(Beginning of Records for processing)
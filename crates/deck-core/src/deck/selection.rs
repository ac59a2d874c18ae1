//! Transient Selection State
//!
//! Which modal is open, the form draft, the pending delete mark and the
//! drag state. None of this is persisted.

use crate::domain::{Card, CardDraft, CardId};

/// Open dialog
#[derive(Debug, Clone, PartialEq, Default)]
pub enum Modal {
    #[default]
    Closed,
    /// New-card form
    Creating { draft: CardDraft },
    /// Detail view of one card
    Viewing { card_id: CardId },
    /// Edit form for an existing card
    Editing { card_id: CardId, draft: CardDraft },
    About,
}

impl Modal {
    pub fn is_closed(&self) -> bool {
        matches!(self, Modal::Closed)
    }

    pub fn draft(&self) -> Option<&CardDraft> {
        match self {
            Modal::Creating { draft } | Modal::Editing { draft, .. } => Some(draft),
            _ => None,
        }
    }

    pub fn viewing(&self) -> Option<CardId> {
        match self {
            Modal::Viewing { card_id } => Some(*card_id),
            _ => None,
        }
    }
}

/// Screen point the detail modal grows from
#[derive(Debug, Clone, Copy, PartialEq, Default)]
pub struct Anchor {
    pub x: f64,
    pub y: f64,
}

#[derive(Debug, Clone, Copy, PartialEq, Eq, Default)]
pub struct DragState {
    pub dragged: Option<CardId>,
    pub over: Option<CardId>,
}

impl DragState {
    pub fn is_active(&self) -> bool {
        self.dragged.is_some()
    }
}

#[derive(Debug, Clone, PartialEq, Default)]
pub struct Selection {
    modal: Modal,
    anchor: Option<Anchor>,
    pending_delete: Option<CardId>,
    drag: DragState,
}

impl Selection {
    pub fn modal(&self) -> &Modal {
        &self.modal
    }

    pub fn anchor(&self) -> Option<Anchor> {
        self.anchor
    }

    pub fn pending_delete(&self) -> Option<CardId> {
        self.pending_delete
    }

    pub fn drag(&self) -> DragState {
        self.drag
    }

    pub fn open_create(&mut self) {
        self.modal = Modal::Creating {
            draft: CardDraft::default(),
        };
    }

    /// Open the detail view. Ignored while a drag is in progress, since the
    /// click that ends a drag is not a request to view.
    pub fn open_view(&mut self, card_id: CardId, anchor: Option<Anchor>) -> bool {
        if self.drag.is_active() {
            return false;
        }
        self.modal = Modal::Viewing { card_id };
        self.anchor = anchor;
        true
    }

    /// Replace the detail view with the edit form for the same card
    pub fn open_edit(&mut self, card: &Card) {
        self.modal = Modal::Editing {
            card_id: card.id,
            draft: CardDraft::from_card(card),
        };
        self.pending_delete = None;
    }

    pub fn open_about(&mut self) {
        self.modal = Modal::About;
    }

    /// Close whatever is open, dropping unsaved drafts and the delete mark
    pub fn close(&mut self) {
        self.modal = Modal::Closed;
        self.anchor = None;
        self.pending_delete = None;
    }

    pub fn draft_mut(&mut self) -> Option<&mut CardDraft> {
        match &mut self.modal {
            Modal::Creating { draft } | Modal::Editing { draft, .. } => Some(draft),
            _ => None,
        }
    }

    pub(crate) fn mark_delete(&mut self, card_id: CardId) {
        self.pending_delete = Some(card_id);
    }

    pub(crate) fn clear_delete(&mut self) {
        self.pending_delete = None;
    }

    pub fn begin_drag(&mut self, card_id: CardId) {
        self.drag = DragState {
            dragged: Some(card_id),
            over: None,
        };
    }

    pub fn drag_enter(&mut self, card_id: CardId) {
        if self.drag.is_active() {
            self.drag.over = Some(card_id);
        }
    }

    pub fn drag_leave(&mut self) {
        self.drag.over = None;
    }

    /// Clear the drag state, returning what was being dragged
    pub fn end_drag(&mut self) -> Option<CardId> {
        std::mem::take(&mut self.drag).dragged
    }
}

#[cfg(test)]
mod tests {
    use super::*;
    use crate::domain::CardColor;
    use chrono::{TimeZone, Utc};

    fn card(id: CardId) -> Card {
        Card::new(id, "Lucky", "reroll", "three luck points", CardColor::Green, Utc.timestamp_millis_opt(0).unwrap())
    }

    #[test]
    fn test_create_flow() {
        let mut s = Selection::default();
        s.open_create();
        assert_eq!(s.modal().draft(), Some(&CardDraft::default()));
        s.draft_mut().unwrap().title = "x".into();
        s.close();
        assert!(s.modal().is_closed());
        assert!(s.draft_mut().is_none());
    }

    #[test]
    fn test_view_then_edit_clears_delete_mark() {
        let mut s = Selection::default();
        assert!(s.open_view(3, Some(Anchor { x: 10.0, y: 20.0 })));
        s.mark_delete(3);
        s.open_edit(&card(3));
        assert_eq!(s.pending_delete(), None);
        match s.modal() {
            Modal::Editing { card_id, draft } => {
                assert_eq!(*card_id, 3);
                assert_eq!(draft.title, "Lucky");
                assert_eq!(draft.color, CardColor::Green);
            }
            other => panic!("unexpected modal {:?}", other),
        }
    }

    #[test]
    fn test_close_discards_everything() {
        let mut s = Selection::default();
        s.open_view(3, Some(Anchor::default()));
        s.mark_delete(3);
        s.close();
        assert_eq!(s.pending_delete(), None);
        assert_eq!(s.anchor(), None);
        assert!(s.modal().is_closed());
    }

    #[test]
    fn test_view_ignored_while_dragging() {
        let mut s = Selection::default();
        s.begin_drag(1);
        assert!(!s.open_view(2, None));
        assert!(s.modal().is_closed());
    }

    #[test]
    fn test_drag_state_independent_of_modal() {
        let mut s = Selection::default();
        s.open_about();
        s.begin_drag(1);
        s.drag_enter(2);
        assert_eq!(s.drag(), DragState { dragged: Some(1), over: Some(2) });
        s.drag_leave();
        assert_eq!(s.drag().over, None);
        assert_eq!(s.end_drag(), Some(1));
        assert!(!s.drag().is_active());
        assert_eq!(s.modal(), &Modal::About);
    }

    #[test]
    fn test_drag_enter_without_drag() {
        let mut s = Selection::default();
        s.drag_enter(2);
        assert_eq!(s.drag(), DragState::default());
    }
}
(End of Records for processing)
Your assignment:
Having gone through the data above, repeat it exactly.

Exercise result:
filename crates/deck-core/src/deck/selection.rs
repository ac59a2d874c18ae1
//! Transient Selection State
//!
//! Which modal is open, the form draft, the pending delete mark and the
//! drag state. None of this is persisted.

use crate::domain::{Card, CardDraft, CardId};

/// Open dialog
#[derive(Debug, Clone, PartialEq, Default)]
pub enum Modal {
    #[default]
    Closed,
    /// New-card form
    Creating { draft: CardDraft },
    /// Detail view of one card
    Viewing { card_id: CardId },
    /// Edit form for an existing card
    Editing { card_id: CardId, draft: CardDraft },
    About,
}

impl Modal {
    pub fn is_closed(&self) -> bool {
        matches!(self, Modal::Closed)
    }

    pub fn draft(&self) -> Option<&CardDraft> {
        match self {
            Modal::Creating { draft } | Modal::Editing { draft, .. } => Some(draft),
            _ => None,
        }
    }

    pub fn viewing(&self) -> Option<CardId> {
        match self {
            Modal::Viewing { card_id } => Some(*card_id),
            _ => None,
        }
    }
}

/// Screen point the detail modal grows from
#[derive(Debug, Clone, Copy, PartialEq, Default)]
pub struct Anchor {
    pub x: f64,
    pub y: f64,
}

#[derive(Debug, Clone, Copy, PartialEq, Eq, Default)]
pub struct DragState {
    pub dragged: Option<CardId>,
    pub over: Option<CardId>,
}

impl DragState {
    pub fn is_active(&self) -> bool {
        self.dragged.is_some()
    }
}

#[derive(Debug, Clone, PartialEq, Default)]
pub struct Selection {
    modal: Modal,
    anchor: Option<Anchor>,
    pending_delete: Option<CardId>,
    drag: DragState,
}

impl Selection {
    pub fn modal(&self) -> &Modal {
        &self.modal
    }

    pub fn anchor(&self) -> Option<Anchor> {
        self.anchor
    }

    pub fn pending_delete(&self) -> Option<CardId> {
        self.pending_delete
    }

    pub fn drag(&self) -> DragState {
        self.drag
    }

    pub fn open_create(&mut self) {
        self.modal = Modal::Creating {
            draft: CardDraft::default(),
        };
    }

    /// Open the detail view. Ignored while a drag is in progress, since the
    /// click that ends a drag is not a request to view.
    pub fn open_view(&mut self, card_id: CardId, anchor: Option<Anchor>) -> bool {
        if self.drag.is_active() {
            return false;
        }
        self.modal = Modal::Viewing { card_id };
        self.anchor = anchor;
        true
    }

    /// Replace the detail view with the edit form for the same card
    pub fn open_edit(&mut self, card: &Card) {
        self.modal = Modal::Editing {
            card_id: card.id,
            draft: CardDraft::from_card(card),
        };
        self.pending_delete = None;
    }

    pub fn open_about(&mut self) {
        self.modal = Modal::About;
    }

    /// Close whatever is open, dropping unsaved drafts and the delete mark
    pub fn close(&mut self) {
        self.modal = Modal::Closed;
        self.anchor = None;
        self.pending_delete = None;
    }

    pub fn draft_mut(&mut self) -> Option<&mut CardDraft> {
        match &mut self.modal {
            Modal::Creating { draft } | Modal::Editing { draft, .. } => Some(draft),
            _ => None,
        }
    }

    pub(crate) fn mark_delete(&mut self, card_id: CardId) {
        self.pending_delete = Some(card_id);
    }

    pub(crate) fn clear_delete(&mut self) {
        self.pending_delete = None;
    }

    pub fn begin_drag(&mut self, card_id: CardId) {
        self.drag = DragState {
            dragged: Some(card_id),
            over: None,
        };
    }

    pub fn drag_enter(&mut self, card_id: CardId) {
        if self.drag.is_active() {
            self.drag.over = Some(card_id);
        }
    }

    pub fn drag_leave(&mut self) {
        self.drag.over = None;
    }

    /// Clear the drag state, returning what was being dragged
    pub fn end_drag(&mut self) -> Option<CardId> {
        std::mem::take(&mut self.drag).dragged
    }
}

#[cfg(test)]
mod tests {
    use super::*;
    use crate::domain::CardColor;
    use chrono::{TimeZone, Utc};

    fn card(id: CardId) -> Card {
        Card::new(id, "Lucky", "reroll", "three luck points", CardColor::Green, Utc.timestamp_millis_opt(0).unwrap())
    }

    #[test]
    fn test_create_flow() {
        let mut s = Selection::default();
        s.open_create();
        assert_eq!(s.modal().draft(), Some(&CardDraft::default()));
        s.draft_mut().unwrap().title = "x".into();
        s.close();
        assert!(s.modal().is_closed());
        assert!(s.draft_mut().is_none());
    }

    #[test]
    fn test_view_then_edit_clears_delete_mark() {
        let mut s = Selection::default();
        assert!(s.open_view(3, Some(Anchor { x: 10.0, y: 20.0 })));
        s.mark_delete(3);
        s.open_edit(&card(3));
        assert_eq!(s.pending_delete(), None);
        match s.modal() {
            Modal::Editing { card_id, draft } => {
                assert_eq!(*card_id, 3);
                assert_eq!(draft.title, "Lucky");
                assert_eq!(draft.color, CardColor::Green);
            }
            other => panic!("unexpected modal {:?}", other),
        }
    }

    #[test]
    fn test_close_discards_everything() {
        let mut s = Selection::default();
        s.open_view(3, Some(Anchor::default()));
        s.mark_delete(3);
        s.close();
        assert_eq!(s.pending_delete(), None);
        assert_eq!(s.anchor(), None);
        assert!(s.modal().is_closed());
    }

    #[test]
    fn test_view_ignored_while_dragging() {
        let mut s = Selection::default();
        s.begin_drag(1);
        assert!(!s.open_view(2, None));
        assert!(s.modal().is_closed());
    }

    #[test]
    fn test_drag_state_independent_of_modal() {
        let mut s = Selection::default();
        s.open_about();
        s.begin_drag(1);
        s.drag_enter(2);
        assert_eq!(s.drag(), DragState { dragged: Some(1), over: Some(2) });
        s.drag_leave();
        assert_eq!(s.drag().over, None);
        assert_eq!(s.end_drag(), Some(1));
        assert!(!s.drag().is_active());
        assert_eq!(s.modal(), &Modal::About);
    }

    #[test]
    fn test_drag_enter_without_drag() {
        let mut s = Selection::default();
        s.drag_enter(2);
        assert_eq!(s.drag(), DragState::default());
    }
}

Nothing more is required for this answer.